Saroj Kanwar tienen 37 años y una vida de privaciones a sus espaldas. Nació Rajput, pero su pertenencia a una casta alta y con gran prestigio social no le supuso ningún privilegio. Los Rajput provienen de antiguos guerreros; son un grupo muy reconocido en el estado indio de Rajastán, pero este reconocimiento no significa prosperidad económica. Y menos aún para las mujeres.
Nacer miembro de la casta Rajput y ser mujer significa carecer de muchos derechos. Significa sometimiento al marido y a los hombres de la familia; y significa, también, no poder trabajar fuera de casa ni tomar decisiones.
Saroj fue casada a los 20 años. Su padre, engañado, la entregó en matrimonio a un hombre que decía pertenecer a una familia próspera. Pero nada más lejos de la realidad. Su marido, además de pobre, llevaba una vida paralela con otra mujer. Abandonada años después, Saroj tuvo que volver al hogar paterno humillada y con dos hijos a su cargo.
Esta mujer Rajput, decidió no rendirse. Retornó con sus hijos al domicilio de la familia de su marido en Magra y allí sobrevivió a duras penas, dedicándose a la costura.
Quiso la fortuna que Saroj se uniera al programa AWARE de RMKM (Rajasthan Mahila Kalyan Mandal), cuyo objetivo es mejorar el estatus socioeconómico de la mujer en el distrito de Ajmer -al que pertenece Magra-, mediante la creación de una red de negocio basada en las artes manuales, que además contribuye a aumentar el nivel de capacitación profesional y de concienciación social de estas mujeres.
Tras unos meses, sus habilidades como bordadora le permitieron hacerse cargo de su propio grupo de costureras y ahora, esta mujer, valiente y decidida, es capaz de mantener sin problemas a su familia, además de ser un modelo a seguir por otras muchas mujeres de su comunidad.
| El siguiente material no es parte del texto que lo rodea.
//! History command handlers
//!
//! Each handler drives a [`HistoryController`] and prints the notices it
//! publishes, so the terminal shows the same feedback an embedding UI would.

use crate::cli::Commands;
use crate::error::{ChathistError, Result};
use crate::history::{
    Bin, HistoryController, HistoryEvent, Notice, NoticeLevel, ShareOutcome,
};
use crate::storage::{ConversationRecord, ExportBundle};
use anyhow::Context;
use colored::Colorize;
use prettytable::{format, Table};
use std::path::{Path, PathBuf};
use tokio::sync::broadcast;

/// Longest description shown in a table cell
const MAX_DESCRIPTION_WIDTH: usize = 40;

/// Handle history commands
pub async fn handle_history(controller: &mut HistoryController, command: Commands) -> Result<()> {
    let mut events = controller.subscribe();

    let result = match command {
        Commands::List { query, grouped } => list(controller, query, grouped).await,
        Commands::Delete { ids } => delete(controller, &ids).await,
        Commands::Duplicate { id } => duplicate(controller, &id).await,
        Commands::Export { id, output } => export(controller, &id, output.as_deref()).await,
        Commands::Rename { id, description } => rename(controller, &id, &description).await,
        Commands::Share { id } => share(controller, &id).await,
    };

    print_events(&mut events);
    result
}

async fn list(
    controller: &mut HistoryController,
    query: Option<String>,
    grouped: bool,
) -> Result<()> {
    controller.open().await?;
    if let Some(query) = query {
        controller.set_query(query);
    }

    let filtered = controller.filtered();
    if filtered.is_empty() {
        if controller.query().is_empty() {
            println!("{}", "No conversation history found.".yellow());
        } else {
            println!(
                "{}",
                format!("No conversations match \"{}\".", controller.query()).yellow()
            );
        }
        return Ok(());
    }

    if grouped {
        for bin in controller.grouped() {
            print_bin(&bin);
        }
    } else {
        println!("\nConversation History:");
        records_table(&filtered).printstd();
        println!();
    }
    Ok(())
}

async fn delete(controller: &mut HistoryController, ids: &[String]) -> Result<()> {
    controller.open().await?;

    if let [id] = ids {
        controller.delete_record(id).await?;
        return Ok(());
    }

    let report = controller.delete_records(ids).await?;
    tracing::info!(
        succeeded = report.succeeded,
        total = report.total,
        "Bulk delete finished"
    );
    if !report.is_complete() {
        tracing::warn!(failed = ?report.failed, "Some conversations were not deleted");
        return Err(ChathistError::Storage(format!(
            "{} of {} conversations could not be deleted",
            report.failed.len(),
            report.total
        ))
        .into());
    }
    Ok(())
}

async fn duplicate(controller: &mut HistoryController, id: &str) -> Result<()> {
    let copy = controller.duplicate(id).await?;
    println!(
        "Created {} ({})",
        copy.id.cyan(),
        copy.description.as_deref().unwrap_or_default()
    );
    Ok(())
}

async fn export(controller: &HistoryController, id: &str, output: Option<&Path>) -> Result<()> {
    let bundle = controller.export(id).await?;
    let json = serde_json::to_string_pretty(&bundle)?;

    match export_target(&bundle, output) {
        None => println!("{}", json),
        Some(path) => {
            std::fs::write(&path, json)
                .with_context(|| format!("Failed to write export to {}", path.display()))?;
            println!("Exported to {}", path.display().to_string().cyan());
        }
    }
    Ok(())
}

async fn rename(controller: &mut HistoryController, id: &str, description: &str) -> Result<()> {
    let record = controller.rename(id, description).await?;
    tracing::debug!(id = %record.id, "Renamed conversation");
    Ok(())
}

async fn share(controller: &mut HistoryController, id: &str) -> Result<()> {
    let record = controller.find(id).await?;
    let url_id = record.url_id.unwrap_or_default();

    match controller.share_link(&url_id).await? {
        ShareOutcome::Copied(url) => println!("{}", url),
        ShareOutcome::Fallback(url) => println!("Share link: {}", url.as_str().cyan()),
    }
    Ok(())
}

/// Where an export bundle goes; `None` means stdout
fn export_target(bundle: &ExportBundle, output: Option<&Path>) -> Option<PathBuf> {
    match output {
        Some(path) if path == Path::new("-") => None,
        Some(path) => Some(path.to_path_buf()),
        None => Some(PathBuf::from(bundle.file_name())),
    }
}

fn records_table(records: &[ConversationRecord]) -> Table {
    let mut table = Table::new();
    table.set_format(*format::consts::FORMAT_BORDERS_ONLY);

    table.add_row(prettytable::row![
        "ID".bold(),
        "URL ID".bold(),
        "Description".bold(),
        "Messages".bold(),
        "Created".bold()
    ]);

    for record in records {
        let description = truncate(
            record.description.as_deref().unwrap_or_default(),
            MAX_DESCRIPTION_WIDTH,
        );
        let created = record
            .timestamp
            .with_timezone(&chrono::Local)
            .format("%Y-%m-%d %H:%M")
            .to_string();

        table.add_row(prettytable::row![
            record.id.cyan(),
            record.url_id.as_deref().unwrap_or("-"),
            description,
            record.messages.len(),
            created
        ]);
    }

    table
}

fn print_bin(bin: &Bin) {
    println!("\n{}", bin.label().bold());
    for record in &bin.items {
        println!(
            "  {}  {}",
            record.id.cyan(),
            truncate(
                record.description.as_deref().unwrap_or_default(),
                MAX_DESCRIPTION_WIDTH
            )
        );
    }
}

fn print_events(events: &mut broadcast::Receiver<HistoryEvent>) {
    while let Ok(event) = events.try_recv() {
        match event {
            HistoryEvent::Notice(notice) => println!("{}", format_notice(&notice)),
            HistoryEvent::ActiveRecordRemoved(id) => {
                tracing::debug!(id = %id, "Active conversation removed")
            }
            HistoryEvent::HistoryChanged => tracing::debug!("History changed"),
        }
    }
}

fn format_notice(notice: &Notice) -> String {
    match notice.level {
        NoticeLevel::Success => notice.message.green().to_string(),
        NoticeLevel::Info => notice.message.normal().to_string(),
        NoticeLevel::Warning => notice.message.yellow().to_string(),
        NoticeLevel::Error => notice.message.red().to_string(),
    }
}

fn truncate(text: &str, max: usize) -> String {
    if text.chars().count() <= max {
        return text.to_string();
    }
    let kept: String = text.chars().take(max.saturating_sub(3)).collect();
    format!("{}...", kept)
}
Y lo que es más, Saroj cuenta ahora con un reconocimiento social, incluso por parte los hombres, impensable hace tan sólo unos años.
No hay un solo día en que Saroj no trabaje por poner en práctica la máxima que mueve su vida: “Si pienso que puedo hacerlo… es que puedo”.
Esta mujer forma parte de uno de los 26 proyectos por importe de 1.270.373,75 euros, que Manos Unidas ha apoyado en Rajasthan en la última década. De ellos, 12 proyectos, por valor de 486.863 euros, se han destinado específicamente a la promoción de la mujer. Son generalmente proyectos en los que las mujeres se juntan independientemente de su casta, lo que supone avance increíble en una sociedad tradicional como la rajasthaní, donde impera una rígida división social. Así, los beneficios no son sólo económicos, sino que se crean lazos de apoyo y solidaridad entre las mujeres.
La mujer en Rajasthan
Rajasthan es uno de los estados más turísticos de India. Sus enormes bellezas naturales y su historia han sido artífices de que en los últimos años esta región haya experimentado un auge económico y social sin precedentes. Además del turismo, los ingresos de este estado provienen sobre todo de la agricultura (es el mayor productor de lana de India), de la ganadería y de la minería; aunque también empiezan a florecer algunas industrias, sobre todo alimentarias, químicas y textiles.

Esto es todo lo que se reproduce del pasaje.